I will continue to contemplate doing something with the DIVI data on adults, but this means sailing carefully between the Scylla named Simpson and the Charybdis of Small Samples.
I am still digesting your work...
Are you on Twitter? Take a look at this: Excess Mortality in EU countries plotted against Vaccine Doses over time https://twitter.com/_shloka/status/1620888062812364806?s=20&t=6Ubc4UyU795RJV075ChQrQ
The inflection point was April 2022!
Thank you! :)
They opened schools in late 2021.
When a student got a positive test, this was forwarded to the federal state's public health department. They forward the results to the RKI (once per day I think).

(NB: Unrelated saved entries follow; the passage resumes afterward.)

//! The single HTTP adapter every service goes through.
//!
//! It unwraps the response envelope, classifies failures and reports them to
//! the [`FeedbackStore`] exactly once, so callers only ever see `data` or an
//! [`ApiError`].

pub mod envelope;

use std::sync::OnceLock;
use std::time::{Duration, Instant};

use regex::Regex;
use reqwest::{Client, Method, header};
use serde::Serialize;
use serde::de::DeserializeOwned;
use serde_json::Value;
use tracing::{Instrument, debug, info, warn};
use url::Url;
use uuid::Uuid;

use crate::constants::{self, intervals, messages};
use crate::error::{ApiError, Result};
use crate::feedback::{FeedbackStore, Severity};

pub use envelope::Unwrapped;

/// Query pairs appended to a request URL.
pub type Query<'a> = &'a [(&'a str, String)];

/// Decoded payload plus the envelope's `total`, for paginated routes.
#[derive(Debug, Clone, PartialEq)]
pub struct Paged<T> {
    pub data: T,
    pub total: Option<u64>,
}

#[derive(Debug, Clone)]
pub struct HttpSettings {
    pub base_url: String,

    pub timeout: Duration,

    /// Sent as `X-User-Id` when set.
    pub user_id: Option<String>,
}

impl Default for HttpSettings {
    fn default() -> Self {
        Self {
            base_url: constants::DEFAULT_API_BASE_URL.to_string(),
            timeout: intervals::REQUEST_TIMEOUT,
            user_id: None,
        }
    }
}

#[derive(Clone)]
pub struct HttpClient {
    client: Client,
    base_url: String,
    feedback: FeedbackStore,
}

fn availability_path() -> &'static Regex {
    static RE: OnceLock<Regex> = OnceLock::new();
    RE.get_or_init(|| {
        Regex::new(r"^/animes/\d+/episodes/availability/?$").expect("Invalid regex")
    })
}

fn resources_path() -> &'static Regex {
    static RE: OnceLock<Regex> = OnceLock::new();
    RE.get_or_init(|| Regex::new(r"^/animes/\d+/resources/?$").expect("Invalid regex"))
}

/// Requests whose 404 means "no data yet" rather than a failure.
#[must_use]
pub fn is_optional_data(method: &Method, path: &str, query: Query<'_>) -> bool {
    if *method != Method::GET {
        return false;
    }
    availability_path().is_match(path)
        || (resources_path().is_match(path) && query.iter().any(|(k, _)| *k == "episode"))
}

impl HttpClient {
    pub fn new(settings: HttpSettings, feedback: FeedbackStore) -> Result<Self> {
        let mut headers = header::HeaderMap::new();
        headers.insert(
            header::CONTENT_TYPE,
            header::HeaderValue::from_static("application/json"),
        );
        if let Some(user_id) = settings.user_id.as_deref() {
            let value = header::HeaderValue::from_str(user_id)
                .map_err(|e| ApiError::Setup(format!("invalid user id: {e}")))?;
            headers.insert("x-user-id", value);
        }

        let client = Client::builder()
            .user_agent(constants::USER_AGENT)
            .timeout(settings.timeout)
            .default_headers(headers)
            .build()
            .map_err(|e| ApiError::Setup(e.to_string()))?;

        Url::parse(&settings.base_url)?;

        Ok(Self {
            client,
            base_url: settings.base_url.trim_end_matches('/').to_string(),
            feedback,
        })
    }

    #[must_use]
    pub fn base_url(&self) -> &str {
        &self.base_url
    }

    #[must_use]
    pub const fn feedback(&self) -> &FeedbackStore {
        &self.feedback
    }

    /// Base URL plus `path`, with `query` appended.
    pub fn url(&self, path: &str, query: Query<'_>) -> Result<Url> {
        let mut url = Url::parse(&format!("{}{path}", self.base_url))?;
        if !query.is_empty() {
            let mut pairs = url.query_pairs_mut();
            for (key, value) in query {
                pairs.append_pair(key, value);
            }
        }
        Ok(url)
    }

    pub async fn get<T: DeserializeOwned>(&self, path: &str, query: Query<'_>) -> Result<T> {
        let unwrapped = self.send(Method::GET, path, query, None).await?;
        self.decode(path, unwrapped.data)
    }

    pub async fn get_page<T: DeserializeOwned>(
        &self,
        path: &str,
        query: Query<'_>,
    ) -> Result<Paged<T>> {
        let unwrapped = self.send(Method::GET, path, query, None).await?;
        Ok(Paged {
            data: self.decode(path, unwrapped.data)?,
            total: unwrapped.total,
        })
    }

    pub async fn post<B, T>(&self, path: &str, body: &B) -> Result<T>
    where
        B: Serialize + ?Sized,
        T: DeserializeOwned,
    {
        let body = serde_json::to_value(body)?;
        let unwrapped = self.send(Method::POST, path, &[], Some(body)).await?;
        self.decode(path, unwrapped.data)
    }

    /// POST without a request body.
    pub async fn post_empty<T: DeserializeOwned>(&self, path: &str) -> Result<T> {
        let unwrapped = self.send(Method::POST, path, &[], None).await?;
        self.decode(path, unwrapped.data)
    }

    pub async fn put<B, T>(&self, path: &str, body: &B) -> Result<T>
    where
        B: Serialize + ?Sized,
        T: DeserializeOwned,
    {
        let body = serde_json::to_value(body)?;
        let unwrapped = self.send(Method::PUT, path, &[], Some(body)).await?;
        self.decode(path, unwrapped.data)
    }

    pub async fn delete<T: DeserializeOwned>(&self, path: &str) -> Result<T> {
        let unwrapped = self.send(Method::DELETE, path, &[], None).await?;
        self.decode(path, unwrapped.data)
    }

    fn decode<T: DeserializeOwned>(&self, path: &str, data: Value) -> Result<T> {
        serde_json::from_value(data).map_err(|e| {
            warn!(path, "Response did not match the expected shape: {e}");
            self.report(ApiError::Decode(e.to_string()))
        })
    }

    async fn send(
        &self,
        method: Method,
        path: &str,
        query: Query<'_>,
        body: Option<Value>,
    ) -> Result<Unwrapped> {
        let url = self.url(path, query).map_err(|e| self.report(e))?;
        let silent_not_found = is_optional_data(&method, path, query);

        let request_id = Uuid::new_v4().to_string();
        let span = tracing::info_span!(
            "api_request",
            request_id = %request_id,
            method = %method,
            path = %path,
        );

        async move {
            let _loading = self.feedback.begin_loading();
            let start = Instant::now();

            let mut request = self
                .client
                .request(method.clone(), url)
                .header("x-request-id", request_id.as_str());
            if let Some(body) = body {
                request = request.json(&body);
            }

            let outcome = match request.send().await {
                Ok(response) => {
                    let status = response.status();
                    match response.bytes().await {
                        Ok(bytes) if status.is_success() => {
                            envelope::unwrap_body(&bytes).map_err(|e| self.report(e))
                        }
                        Ok(bytes) => {
                            let message = envelope::server_message(&bytes);
                            let silent = silent_not_found && status.as_u16() == 404;
                            Err(self.report(ApiError::from_status(
                                status.as_u16(),
                                message,
                                silent,
                            )))
                        }
                        Err(e) => Err(self.report(ApiError::Connectivity(e.to_string()))),
                    }
                }
                Err(e) => Err(self.report(ApiError::Connectivity(e.to_string()))),
            };

            let status = match &outcome {
                Ok(_) => "ok".to_string(),
                Err(e) => e.status().map_or_else(|| "none".to_string(), |s| s.to_string()),
            };
            let labels = [("method", method.to_string()), ("status", status)];
            metrics::counter!("ikuyo_api_requests_total", &labels).increment(1);
            metrics::histogram!("ikuyo_api_request_duration_seconds", &labels)
                .record(start.elapsed().as_secs_f64());

            match &outcome {
                Ok(_) => debug!(
                    event = "api_request_finished",
                    duration_ms = u64::try_from(start.elapsed().as_millis()).unwrap_or(u64::MAX),
                    "Request finished"
                ),
                Err(e) => info!(
                    event = "api_request_failed",
                    duration_ms = u64::try_from(start.elapsed().as_millis()).unwrap_or(u64::MAX),
                    silent = e.is_silent(),
                    error = %e,
                    "Request failed"
                ),
            }

            outcome
        }
        .instrument(span)
        .await
    }

    /// Applies the user-visible side effect for a failure and hands it back.
    fn report(&self, error: ApiError) -> ApiError {
        match &error {
            ApiError::NotFound { silent: true, .. } => {}
            ApiError::Authentication { .. } => {
                self.feedback
                    .push_toast(messages::AUTH_FAILED, Severity::Error);
                self.feedback.redirect_to_login();
            }
            other => {
                self.feedback.push_toast(other.user_message(), Severity::Error);
            }
        }
        error
    }
}

#[cfg(test)]
mod tests {
    use super::*;

    fn client(base_url: &str) -> HttpClient {
        let settings = HttpSettings {
            base_url: base_url.to_string(),
            ..HttpSettings::default()
        };
        HttpClient::new(settings, FeedbackStore::default()).unwrap()
    }

    #[test]
    fn test_optional_data_whitelist() {
        let episode = [("episode", "3".to_string())];

        assert!(is_optional_data(
            &Method::GET,
            "/animes/12/episodes/availability",
            &[]
        ));
        assert!(is_optional_data(&Method::GET, "/animes/12/resources", &episode));
        assert!(!is_optional_data(&Method::GET, "/animes/12/resources", &[]));
        assert!(!is_optional_data(&Method::POST, "/animes/12/resources", &episode));
        assert!(!is_optional_data(&Method::GET, "/animes/12/episodes", &[]));
        assert!(!is_optional_data(&Method::GET, "/bangumi/subjects/12", &[]));
    }

    #[test]
    fn test_url_building() {
        let http = client("http://localhost:8000/api/v1/");
        assert_eq!(http.base_url(), "http://localhost:8000/api/v1");

        let url = http
            .url(
                "/animes/search",
                &[("q", "frieren & co".to_string()), ("page", "2".to_string())],
            )
            .unwrap();
        assert_eq!(
            url.as_str(),
            "http://localhost:8000/api/v1/animes/search?q=frieren+%26+co&page=2"
        );
    }

    #[test]
    fn test_rejects_bad_base_url() {
        let settings = HttpSettings {
            base_url: "not a url".to_string(),
            ..HttpSettings::default()
        };
        assert!(HttpClient::new(settings, FeedbackStore::default()).is_err());
    }
}
//! CLI module - Command-line front end for an IKuYo backend
//!
//! Each command drives the same services and page stores a graphical front
//! end would, and keeps their snapshots in the session file between runs.

mod commands;

use clap::{Args, Parser, Subcommand};

use crate::models::{SubjectId, TaskId};

/// IKuYo - Anime airing calendar, resource search and crawler control
#[derive(Parser)]
#[command(name = "ikuyo")]
#[command(author, version, about, long_about = None)]
pub struct Cli {
    /// Backend root, overriding config and environment
    #[arg(long, global = true)]
    pub base_url: Option<String>,

    #[command(subcommand)]
    pub command: Option<Commands>,
}

#[derive(Subcommand)]
pub enum Commands {
    /// Create default config file
    #[command(alias = "--init")]
    Init,

    /// Show this week's airing calendar
    #[command(alias = "cal")]
    Calendar {
        /// Ignore the cached calendar
        #[arg(long)]
        refresh: bool,

        /// Only show one weekday (1 = Monday)
        #[arg(long)]
        day: Option<u8>,
    },

    /// Show details, episodes and availability for a subject
    #[command(alias = "i")]
    Info {
        id: SubjectId,

        /// Page this detail view was opened from, e.g. /library
        #[arg(long)]
        from: Option<String>,
    },

    /// List episodes of a subject
    Episodes {
        id: SubjectId,

        /// Episode type code (0 = main, 1 = special, 2 = OP, 3 = ED)
        #[arg(long = "type")]
        kind: Option<u8>,

        #[arg(long)]
        limit: Option<u32>,

        #[arg(long)]
        offset: Option<u32>,
    },

    /// List releases for a subject, grouped by subtitle group
    #[command(alias = "res")]
    Resources(ResourceArgs),

    /// Search the resource library
    #[command(alias = "s")]
    Search {
        /// Search query; omit with --resume to reopen the last search
        query: Vec<String>,

        #[arg(long, default_value = "1")]
        page: u32,

        /// Restore the previous results when returning from a detail page
        #[arg(long)]
        resume: bool,
    },

    /// Manage crawler tasks
    Tasks {
        #[command(subcommand)]
        command: TaskCommands,
    },

    /// Manage scheduled crawl jobs
    Jobs {
        #[command(subcommand)]
        command: JobCommands,
    },

    /// Manage subscriptions
    #[command(alias = "subs")]
    Subscriptions {
        #[command(subcommand)]
        command: SubscriptionCommands,
    },

    /// Check backend health
    Health,
}

#[derive(Args)]
pub struct ResourceArgs {
    pub id: SubjectId,

    /// Only releases for this episode
    #[arg(long)]
    pub episode: Option<u32>,

    #[arg(long)]
    pub resolution: Option<String>,

    #[arg(long)]
    pub subtitle_type: Option<String>,

    #[arg(long)]
    pub limit: Option<u32>,

    #[arg(long)]
    pub offset: Option<u32>,
}

#[derive(Subcommand)]
pub enum TaskCommands {
    /// List crawler tasks
    #[command(alias = "ls")]
    List {
        #[arg(long, default_value = "1")]
        page: u32,

        #[arg(long, default_value = "10")]
        page_size: u32,
    },

    /// Show a single task
    Show { id: TaskId },

    /// Start a crawl
    Create {
        /// homepage, season, year or full
        mode: String,

        #[arg(long)]
        year: Option<i32>,

        #[arg(long)]
        season: Option<String>,

        #[arg(long)]
        start_url: Option<String>,

        #[arg(long)]
        limit: Option<u32>,

        /// Follow progress after creating
        #[arg(long)]
        watch: bool,
    },

    /// Cancel a running task
    Cancel { id: TaskId },

    /// Follow live progress until the task finishes
    Watch { id: TaskId },
}

#[derive(Subcommand)]
pub enum JobCommands {
    /// List scheduled jobs
    #[command(alias = "ls")]
    List,

    /// Create a scheduled job
    Create {
        job_id: String,

        name: String,

        /// Cron expression, e.g. "0 3 * * *"
        cron: String,

        /// Crawl parameters as JSON
        #[arg(long, default_value = "{}")]
        parameters: String,

        #[arg(long)]
        description: Option<String>,

        /// Create the job disabled
        #[arg(long)]
        disabled: bool,
    },

    /// Update fields of a scheduled job
    Update {
        job_id: String,

        #[arg(long)]
        name: Option<String>,

        #[arg(long)]
        cron: Option<String>,

        /// Crawl parameters as JSON
        #[arg(long)]
        parameters: Option<String>,

        #[arg(long)]
        description: Option<String>,

        #[arg(long)]
        enabled: Option<bool>,
    },

    /// Delete a scheduled job
    #[command(alias = "rm")]
    Delete { job_id: String },

    /// Flip a job between enabled and disabled
    Toggle { job_id: String },
}

#[derive(Subcommand)]
pub enum SubscriptionCommands {
    /// List subscriptions
    #[command(alias = "ls")]
    List {
        #[arg(long)]
        search: Option<String>,

        #[arg(long, default_value = "1")]
        page: u32,

        #[arg(long, default_value = "20")]
        limit: u32,
    },

    /// Subscribe to a subject
    Add { id: SubjectId },

    /// Unsubscribe from a subject
    #[command(alias = "rm")]
    Remove { id: SubjectId },

    /// Show whether a subject is subscribed
    Status { id: SubjectId },
}

pub use commands::*;
//! Domain API services.
//!
//! One trait per backend area, each implemented over [`crate::http::HttpClient`].
//! Stores depend on the traits so they can run against in-memory fakes.

pub mod bangumi;
pub mod crawler;
pub mod health;
pub mod resources;
pub mod scheduler;
pub mod subscriptions;

pub use bangumi::{BangumiApi, EpisodeQuery, HttpBangumiApi};
pub use crawler::{CrawlerApi, HttpCrawlerApi};
pub use health::{HealthApi, HttpHealthApi};
pub use resources::{HttpResourceApi, ResourceApi};
pub use scheduler::{HttpSchedulerApi, SchedulerApi};
pub use subscriptions::{HttpSubscriptionApi, SubscriptionApi};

Now, this result has to be confirmed with a PCR test, but here comes the kicker:
Meldepflicht only applies to positive results, so if the PCR test came back negative, this did not need to be reported. :D
But it gets better. If the test came back negative and the school decided to still report it, there was a deadline. I think it was Friday of the same week, 5 pm, but I am not sure.
You can imagine what this means for false positive antigen test results on Thursdays and Fridays.
EDIT: I haven't quite understood what you did with the DIVI data, but the result is intriguing.
I think the higher frequency of waves is due to the approval of Monupiravir. I am going to dedicate an article to that, but I have a couple of more that need attention before that.